Human rights are fundamental rights to which a person is entitled as a human being, regardless of ethnicity, age, language, religion, or any other status. Human rights are universal and egalitarian. The most important document in the history of human rights is the Universal Declaration of Human Rights, proclaimed by the United Nations General Assembly in Paris in 1948. It is essential for people within a country that human rights are part of the national constitutional and legal system, as national laws have a more direct impact than international or regional laws. Nevertheless, nations have signed different agreements on an international level to guarantee and protect human rights. In order to be internationally recognized, National Human Rights Institutions (NHRIs) must adhere to the standards of the Paris Principles, initiated by the UN General Assembly in 1993. Worldwide, the largest number of recognized institutions are located in Europe and Africa.

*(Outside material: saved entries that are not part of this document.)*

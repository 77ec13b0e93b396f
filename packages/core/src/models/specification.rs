// ABOUTME: Specification records, the estimated deliverables derived from an SR
// ABOUTME: Estimates are carried as function points and man-days

use chrono::NaiveDateTime;
use serde::{Deserialize, Serialize};

use crate::resource::{Resource, StatusResource};

wire_enum! {
    pub enum SpecType {
        Development => ("DEVELOPMENT", "Development"),
        Operation => ("OPERATION", "Operation"),
    }
}

wire_enum! {
    pub enum SpecCategory {
        Accepted => ("ACCEPTED", "Accepted"),
        Cancelled => ("CANCELLED", "Cancelled"),
    }
}

wire_enum! {
    pub enum SpecStatus {
        Pending => ("PENDING", "Pending"),
        InProgress => ("IN_PROGRESS", "In progress"),
        ApprovalPending => ("APPROVAL_PENDING", "Approval pending"),
        Approved => ("APPROVED", "Approved"),
        Rejected => ("REJECTED", "Rejected"),
        Completed => ("COMPLETED", "Completed"),
    }
}

#[derive(Debug, Clone, PartialEq, Serialize, Deserialize)]
#[serde(rename_all = "camelCase")]
pub struct Specification {
    pub id: i64,
    pub spec_number: String,
    pub spec_type: SpecType,
    pub spec_category: SpecCategory,
    pub status: SpecStatus,
    #[serde(default)]
    pub function_point: Option<f64>,
    #[serde(default)]
    pub man_day: Option<f64>,
    pub sr_id: i64,
    #[serde(default)]
    pub sr_number: Option<String>,
    #[serde(default)]
    pub sr_title: Option<String>,
    #[serde(default)]
    pub assignee_id: Option<i64>,
    #[serde(default)]
    pub assignee_name: Option<String>,
    #[serde(default)]
    pub reviewer_id: Option<i64>,
    #[serde(default)]
    pub reviewer_name: Option<String>,
    #[serde(default)]
    pub reviewed_at: Option<NaiveDateTime>,
    #[serde(default)]
    pub created_by: Option<String>,
    pub created_at: NaiveDateTime,
    #[serde(default)]
    pub updated_at: Option<NaiveDateTime>,
}

#[derive(Debug, Clone, PartialEq, Serialize, Deserialize)]
#[serde(rename_all = "camelCase", deny_unknown_fields)]
pub struct SpecCreateRequest {
    pub sr_id: i64,
    pub spec_type: SpecType,
    pub spec_category: SpecCategory,
    #[serde(default, skip_serializing_if = "Option::is_none")]
    pub function_point: Option<f64>,
    #[serde(default, skip_serializing_if = "Option::is_none")]
    pub man_day: Option<f64>,
    #[serde(default, skip_serializing_if = "Option::is_none")]
    pub assignee_id: Option<i64>,
    #[serde(default, skip_serializing_if = "Option::is_none")]
    pub reviewer_id: Option<i64>,
}

/// Status is not part of the update record; it changes through the status endpoint
#[derive(Debug, Clone, Default, PartialEq, Serialize, Deserialize)]
#[serde(rename_all = "camelCase", deny_unknown_fields)]
pub struct SpecUpdateRequest {
    #[serde(default, skip_serializing_if = "Option::is_none")]
    pub function_point: Option<f64>,
    #[serde(default, skip_serializing_if = "Option::is_none")]
    pub man_day: Option<f64>,
    #[serde(default, skip_serializing_if = "Option::is_none")]
    pub reviewer_id: Option<i64>,
    #[serde(default, skip_serializing_if = "Option::is_none")]
    pub assignee_id: Option<i64>,
}

#[derive(Debug, Clone, Default, PartialEq, Serialize, Deserialize)]
#[serde(rename_all = "camelCase", deny_unknown_fields)]
pub struct SpecFilter {
    #[serde(default, skip_serializing_if = "Option::is_none")]
    pub status: Option<SpecStatus>,
    #[serde(default, skip_serializing_if = "Option::is_none")]
    pub project_id: Option<i64>,
    #[serde(default, skip_serializing_if = "Option::is_none")]
    pub sr_id: Option<i64>,
    #[serde(default, skip_serializing_if = "Option::is_none")]
    pub search: Option<String>,
}

impl Resource for Specification {
    const PATH: &'static str = "/specs";
    const NAME: &'static str = "specification";

    type Create = SpecCreateRequest;
    type Update = SpecUpdateRequest;
    type Filter = SpecFilter;

    fn id(&self) -> i64 {
        self.id
    }
}

impl StatusResource for Specification {
    type Status = SpecStatus;

    fn status(&self) -> SpecStatus {
        self.status
    }
}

Right to freedom from slavery

Human Rights violations are a global issue. The areas of concern are numerous and vary from country to country, although some of the most serious violations relate to slavery and the death sentence. Modern slavery has a high prevalence in poorer countries, for instance in Eastern Asia and Sub-Saharan Africa. Indeed, North Korea, Eritrea, and Burundi had the highest incidence of people living in modern slavery worldwide in 2018. However, wealthy societies are involved in this phenomenon as well, such as in the forced sexual work industry or in the labor conditions of migrant workers. The right to dignity and freedom from slavery, torture and other ill-treatment is protected by the fifth article of the African Charter, the fourth article of the Human Rights Act, as well as of the Universal Declaration of Human Rights.

Right to a fair trial

Among the decisions issued by the African Commission on Human and Peoples' Rights and the European Court of Human Rights, the most common concern is the violation of the right to have a fair trial. The right to a fair trial is protected, among others, by the seventh article of the African Charter and by the sixth article of the Human Rights Act. The right to a fair trial is difficult to define internationally, as the procedures change significantly from country to country. The Universal Declaration of Human Rights, Article 10, establishes that Everyone is entitled in full equality to a fair and public hearing by an independent and impartial tribunal, in the determination of his rights and obligations and of any criminal charge against him.

Right to life

The right to life is a fundamental human right, which opposes to death sentence. As mentioned previously, national laws prevail and the death penalty is still implemented in dozens of countries, even to people under 18 years old. Between 1990 and 2020, 152 death sentences of people below the age of 18 at the time the crime was committed were documented worldwide. In 2020, there were death sentences in 54 countries. China, Yemen, and Egypt handed down the most death sentences in 2020, although the actual figures for these countries is thought to be higher than the number recorded.

Key figures

The most important key figures provide you with a compact summary of the topic of "Human rights" and take you straight to the corresponding statistics.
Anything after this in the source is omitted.